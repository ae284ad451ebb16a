//! Monitor events for async consumption

use netpulse_core::SpeedResult;
use netpulse_insight::ConnectionInsight;
use tokio::sync::mpsc;
use uuid::Uuid;

/// What caused a probe cycle to start
#[derive(Debug, Clone, Copy, PartialEq, Eq)]
pub enum TriggerSource {
    /// The immediate cycle fired when the monitor started
    Startup,
    /// The countdown reached its deadline
    Scheduled,
    /// A caller asked for a cycle directly
    Manual,
}

impl TriggerSource {
    /// Trigger as a short display string
    pub fn as_str(&self) -> &'static str {
        match self {
            TriggerSource::Startup => "startup",
            TriggerSource::Scheduled => "scheduled",
            TriggerSource::Manual => "manual",
        }
    }
}

/// Events emitted while the monitor runs
#[derive(Debug, Clone)]
pub enum MonitorEvent {
    /// A probe cycle began
    CycleStarted {
        /// Identifier shared by this cycle's events
        cycle_id: Uuid,
        /// What caused the cycle
        trigger: TriggerSource,
    },
    /// A probe cycle finished and its sample entered the history
    CycleCompleted {
        /// Identifier shared by this cycle's events
        cycle_id: Uuid,
        /// The completed sample
        result: SpeedResult,
    },
    /// The connection assessment was refreshed
    InsightUpdated {
        /// The new assessment
        insight: ConnectionInsight,
    },
}

impl MonitorEvent {
    /// Get the event type as a string
    pub fn event_type(&self) -> &'static str {
        match self {
            MonitorEvent::CycleStarted { .. } => "cycle_started",
            MonitorEvent::CycleCompleted { .. } => "cycle_completed",
            MonitorEvent::InsightUpdated { .. } => "insight_updated",
        }
    }
}

/// Stream of monitor events for async iteration
#[derive(Debug)]
pub struct EventStream {
    /// Receiver for events
    receiver: mpsc::UnboundedReceiver<MonitorEvent>,
}

impl EventStream {
    /// Create a new event stream with a receiver
    pub fn new(receiver: mpsc::UnboundedReceiver<MonitorEvent>) -> Self {
        Self { receiver }
    }

    /// Get the next event from the stream
    pub async fn next(&mut self) -> Option<MonitorEvent> {
        self.receiver.recv().await
    }

    /// Try to get the next event without blocking
    pub fn try_next(&mut self) -> Result<Option<MonitorEvent>, mpsc::error::TryRecvError> {
        match self.receiver.try_recv() {
            Ok(event) => Ok(Some(event)),
            Err(mpsc::error::TryRecvError::Empty) => Ok(None),
            Err(mpsc::error::TryRecvError::Disconnected) => {
                Err(mpsc::error::TryRecvError::Disconnected)
            }
        }
    }

    /// Close the event stream
    pub fn close(&mut self) {
        self.receiver.close();
    }

    /// Check if the event stream is closed
    pub fn is_closed(&self) -> bool {
        self.receiver.is_closed()
    }
}

#[cfg(test)]
mod tests {
    use super::*;

    fn create_test_result() -> SpeedResult {
        SpeedResult {
            timestamp: 1_700_000_000_000,
            download: 50.0,
            upload: 10.0,
            latency: 25.0,
            jitter: 3.0,
        }
    }

    #[test]
    fn test_event_types() {
        let cycle_id = Uuid::new_v4();
        let started = MonitorEvent::CycleStarted {
            cycle_id,
            trigger: TriggerSource::Startup,
        };
        assert_eq!(started.event_type(), "cycle_started");

        let completed = MonitorEvent::CycleCompleted {
            cycle_id,
            result: create_test_result(),
        };
        assert_eq!(completed.event_type(), "cycle_completed");

        let updated = MonitorEvent::InsightUpdated {
            insight: ConnectionInsight::no_data(),
        };
        assert_eq!(updated.event_type(), "insight_updated");
    }

    #[test]
    fn test_trigger_display_strings() {
        assert_eq!(TriggerSource::Startup.as_str(), "startup");
        assert_eq!(TriggerSource::Scheduled.as_str(), "scheduled");
        assert_eq!(TriggerSource::Manual.as_str(), "manual");
    }

    #[tokio::test]
    async fn test_event_stream_basic() {
        let (tx, rx) = mpsc::unbounded_channel();
        let mut stream = EventStream::new(rx);

        tx.send(MonitorEvent::CycleStarted {
            cycle_id: Uuid::new_v4(),
            trigger: TriggerSource::Manual,
        })
        .unwrap();

        let event = stream.next().await.unwrap();
        assert_eq!(event.event_type(), "cycle_started");

        assert!(stream.try_next().unwrap().is_none());

        stream.close();
        assert!(tx.is_closed());
    }
}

- **Exercise**:
Starting with the first line of the data above, copy each line exactly until you reach the line with "pub enum TriggerSource"; include that line as well.

- **Solution to the exercise**:
repository ae284ad451ebb16a
//! Monitor events for async consumption

use netpulse_core::SpeedResult;
use netpulse_insight::ConnectionInsight;
use tokio::sync::mpsc;
use uuid::Uuid;

/// What caused a probe cycle to start
#[derive(Debug, Clone, Copy, PartialEq, Eq)]
pub enum TriggerSource {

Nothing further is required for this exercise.